## Problem to solve
Each line that has the string "Ordering" must be copied from the records below.
Task input below:
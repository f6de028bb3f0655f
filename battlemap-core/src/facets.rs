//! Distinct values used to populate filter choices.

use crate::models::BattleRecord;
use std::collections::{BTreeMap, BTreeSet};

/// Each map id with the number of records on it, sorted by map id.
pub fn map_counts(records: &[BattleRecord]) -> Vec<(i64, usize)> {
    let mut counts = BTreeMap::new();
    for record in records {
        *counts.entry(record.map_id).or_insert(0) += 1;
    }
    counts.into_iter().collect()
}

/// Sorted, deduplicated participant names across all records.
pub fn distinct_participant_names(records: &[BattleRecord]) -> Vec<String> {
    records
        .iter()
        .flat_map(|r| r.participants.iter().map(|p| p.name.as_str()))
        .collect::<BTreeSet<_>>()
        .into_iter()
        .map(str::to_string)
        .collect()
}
End of Task input.
Task input below:
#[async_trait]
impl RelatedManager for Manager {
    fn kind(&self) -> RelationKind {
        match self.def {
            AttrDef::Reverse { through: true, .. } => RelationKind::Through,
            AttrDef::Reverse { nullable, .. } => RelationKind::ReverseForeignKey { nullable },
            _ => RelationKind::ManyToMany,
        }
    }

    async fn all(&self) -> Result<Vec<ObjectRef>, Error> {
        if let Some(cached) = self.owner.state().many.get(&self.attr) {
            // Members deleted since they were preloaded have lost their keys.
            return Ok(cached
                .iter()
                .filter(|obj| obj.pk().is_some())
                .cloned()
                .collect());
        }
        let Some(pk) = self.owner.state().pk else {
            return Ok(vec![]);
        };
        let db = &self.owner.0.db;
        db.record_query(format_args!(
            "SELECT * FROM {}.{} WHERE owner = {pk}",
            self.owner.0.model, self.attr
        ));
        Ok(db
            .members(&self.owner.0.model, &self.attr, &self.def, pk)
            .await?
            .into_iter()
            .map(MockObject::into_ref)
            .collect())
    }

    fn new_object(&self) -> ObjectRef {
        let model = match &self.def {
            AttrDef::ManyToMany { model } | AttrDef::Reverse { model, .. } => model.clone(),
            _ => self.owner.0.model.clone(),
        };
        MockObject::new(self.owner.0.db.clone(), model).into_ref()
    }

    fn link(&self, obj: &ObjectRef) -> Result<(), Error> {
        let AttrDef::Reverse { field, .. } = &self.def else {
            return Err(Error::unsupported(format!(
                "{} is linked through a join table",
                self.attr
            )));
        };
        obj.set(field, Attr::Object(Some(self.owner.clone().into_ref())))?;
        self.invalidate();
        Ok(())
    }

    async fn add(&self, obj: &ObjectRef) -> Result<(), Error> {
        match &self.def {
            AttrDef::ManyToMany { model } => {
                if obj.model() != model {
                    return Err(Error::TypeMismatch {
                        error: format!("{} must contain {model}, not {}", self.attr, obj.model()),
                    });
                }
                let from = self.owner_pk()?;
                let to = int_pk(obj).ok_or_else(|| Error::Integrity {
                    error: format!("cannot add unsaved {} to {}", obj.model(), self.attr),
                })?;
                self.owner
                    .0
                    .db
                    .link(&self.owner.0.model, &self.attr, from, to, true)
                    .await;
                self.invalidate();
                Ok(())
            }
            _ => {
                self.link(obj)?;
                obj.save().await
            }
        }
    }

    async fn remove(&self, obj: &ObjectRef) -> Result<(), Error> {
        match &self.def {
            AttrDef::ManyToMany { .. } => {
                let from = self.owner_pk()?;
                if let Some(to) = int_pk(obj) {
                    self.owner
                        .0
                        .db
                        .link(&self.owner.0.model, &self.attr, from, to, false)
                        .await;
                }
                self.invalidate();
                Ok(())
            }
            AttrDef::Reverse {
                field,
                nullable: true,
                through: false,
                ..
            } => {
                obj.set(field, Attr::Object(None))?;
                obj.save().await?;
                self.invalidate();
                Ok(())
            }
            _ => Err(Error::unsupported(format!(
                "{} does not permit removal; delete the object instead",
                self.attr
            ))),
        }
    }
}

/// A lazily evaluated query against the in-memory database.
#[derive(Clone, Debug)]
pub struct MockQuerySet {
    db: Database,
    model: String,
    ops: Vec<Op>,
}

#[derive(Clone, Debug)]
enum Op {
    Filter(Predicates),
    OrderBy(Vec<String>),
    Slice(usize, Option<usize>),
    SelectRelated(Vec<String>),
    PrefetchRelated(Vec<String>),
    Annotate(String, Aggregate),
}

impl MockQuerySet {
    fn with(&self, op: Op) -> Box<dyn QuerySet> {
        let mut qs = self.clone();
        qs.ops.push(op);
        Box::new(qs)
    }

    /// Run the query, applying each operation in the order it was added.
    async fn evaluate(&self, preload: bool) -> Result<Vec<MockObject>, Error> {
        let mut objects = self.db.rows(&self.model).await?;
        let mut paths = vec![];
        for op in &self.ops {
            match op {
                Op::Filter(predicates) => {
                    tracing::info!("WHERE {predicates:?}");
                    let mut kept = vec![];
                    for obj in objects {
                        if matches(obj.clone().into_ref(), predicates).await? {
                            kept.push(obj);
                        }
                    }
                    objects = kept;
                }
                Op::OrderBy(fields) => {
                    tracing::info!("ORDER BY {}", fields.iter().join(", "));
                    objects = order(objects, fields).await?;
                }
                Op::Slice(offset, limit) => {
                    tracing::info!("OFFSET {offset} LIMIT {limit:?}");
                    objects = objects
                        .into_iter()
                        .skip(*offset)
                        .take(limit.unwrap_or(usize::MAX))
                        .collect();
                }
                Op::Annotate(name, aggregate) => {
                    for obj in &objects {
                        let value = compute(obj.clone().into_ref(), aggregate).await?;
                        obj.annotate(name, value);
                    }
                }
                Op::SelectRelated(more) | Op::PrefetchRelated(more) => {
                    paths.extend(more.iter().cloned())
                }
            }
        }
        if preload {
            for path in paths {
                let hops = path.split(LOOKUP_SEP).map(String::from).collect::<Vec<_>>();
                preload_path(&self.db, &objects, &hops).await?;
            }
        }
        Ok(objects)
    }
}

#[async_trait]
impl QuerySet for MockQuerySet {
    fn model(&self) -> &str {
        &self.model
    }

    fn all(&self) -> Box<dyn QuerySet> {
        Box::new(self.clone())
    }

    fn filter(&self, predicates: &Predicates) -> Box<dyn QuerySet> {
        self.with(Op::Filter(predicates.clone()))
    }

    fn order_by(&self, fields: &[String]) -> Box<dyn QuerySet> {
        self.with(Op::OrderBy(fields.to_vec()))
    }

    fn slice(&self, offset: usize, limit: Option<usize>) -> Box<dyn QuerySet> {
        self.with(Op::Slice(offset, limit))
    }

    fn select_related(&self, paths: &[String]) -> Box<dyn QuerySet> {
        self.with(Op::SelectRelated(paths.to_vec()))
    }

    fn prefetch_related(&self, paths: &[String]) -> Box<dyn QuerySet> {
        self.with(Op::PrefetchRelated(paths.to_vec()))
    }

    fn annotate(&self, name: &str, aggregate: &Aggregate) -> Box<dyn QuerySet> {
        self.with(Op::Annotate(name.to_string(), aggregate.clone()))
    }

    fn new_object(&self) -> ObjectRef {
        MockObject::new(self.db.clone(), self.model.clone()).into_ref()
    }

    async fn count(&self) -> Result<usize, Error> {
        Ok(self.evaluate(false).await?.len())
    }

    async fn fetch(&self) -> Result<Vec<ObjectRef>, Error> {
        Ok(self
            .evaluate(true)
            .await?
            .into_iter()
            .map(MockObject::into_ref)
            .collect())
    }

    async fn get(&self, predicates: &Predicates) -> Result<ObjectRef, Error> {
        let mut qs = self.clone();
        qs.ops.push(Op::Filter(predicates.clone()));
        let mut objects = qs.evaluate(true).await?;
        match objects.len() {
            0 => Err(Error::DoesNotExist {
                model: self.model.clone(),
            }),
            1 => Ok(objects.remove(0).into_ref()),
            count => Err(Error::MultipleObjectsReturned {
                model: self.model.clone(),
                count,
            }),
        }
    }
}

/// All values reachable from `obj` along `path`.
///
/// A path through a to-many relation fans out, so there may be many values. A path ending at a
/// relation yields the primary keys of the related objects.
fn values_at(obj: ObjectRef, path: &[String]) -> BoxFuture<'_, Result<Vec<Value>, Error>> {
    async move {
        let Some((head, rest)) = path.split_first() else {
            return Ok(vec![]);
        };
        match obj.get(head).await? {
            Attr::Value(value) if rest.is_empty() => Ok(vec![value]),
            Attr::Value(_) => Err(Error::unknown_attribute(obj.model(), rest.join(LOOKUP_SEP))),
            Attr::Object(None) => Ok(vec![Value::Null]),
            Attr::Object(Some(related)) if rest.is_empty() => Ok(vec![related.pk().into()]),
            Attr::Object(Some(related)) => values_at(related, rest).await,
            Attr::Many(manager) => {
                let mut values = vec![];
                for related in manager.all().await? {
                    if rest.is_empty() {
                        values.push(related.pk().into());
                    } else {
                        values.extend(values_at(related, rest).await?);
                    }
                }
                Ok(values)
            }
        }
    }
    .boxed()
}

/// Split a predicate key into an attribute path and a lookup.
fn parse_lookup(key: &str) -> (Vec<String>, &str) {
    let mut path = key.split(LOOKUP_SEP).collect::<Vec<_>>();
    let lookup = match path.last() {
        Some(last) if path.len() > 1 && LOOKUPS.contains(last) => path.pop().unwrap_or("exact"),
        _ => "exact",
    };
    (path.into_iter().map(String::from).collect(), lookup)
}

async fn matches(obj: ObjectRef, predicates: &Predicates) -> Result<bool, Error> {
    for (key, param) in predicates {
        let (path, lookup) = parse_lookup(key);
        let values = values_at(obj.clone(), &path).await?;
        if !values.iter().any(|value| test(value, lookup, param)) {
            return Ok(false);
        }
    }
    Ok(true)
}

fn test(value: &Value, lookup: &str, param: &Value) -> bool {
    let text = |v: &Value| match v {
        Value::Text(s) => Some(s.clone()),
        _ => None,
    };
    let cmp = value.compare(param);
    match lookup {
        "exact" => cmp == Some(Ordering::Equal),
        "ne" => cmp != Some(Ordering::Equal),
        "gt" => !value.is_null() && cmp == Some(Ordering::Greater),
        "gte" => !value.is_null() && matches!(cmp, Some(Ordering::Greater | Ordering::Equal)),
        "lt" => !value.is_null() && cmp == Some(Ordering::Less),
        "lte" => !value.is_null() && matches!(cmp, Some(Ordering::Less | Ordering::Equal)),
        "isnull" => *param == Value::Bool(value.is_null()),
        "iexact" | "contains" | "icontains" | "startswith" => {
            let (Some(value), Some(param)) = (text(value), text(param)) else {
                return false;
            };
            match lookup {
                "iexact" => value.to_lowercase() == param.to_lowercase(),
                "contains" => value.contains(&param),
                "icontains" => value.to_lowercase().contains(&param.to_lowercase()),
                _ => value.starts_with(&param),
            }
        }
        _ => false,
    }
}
End of Task input.
## Problem solution
        "exact" => cmp == Some(Ordering::Equal),
        "ne" => cmp != Some(Ordering::Equal),
        "gt" => !value.is_null() && cmp == Some(Ordering::Greater),
        "gte" => !value.is_null() && matches!(cmp, Some(Ordering::Greater | Ordering::Equal)),
        "lt" => !value.is_null() && cmp == Some(Ordering::Less),
        "lte" => !value.is_null() && matches!(cmp, Some(Ordering::Less | Ordering::Equal)),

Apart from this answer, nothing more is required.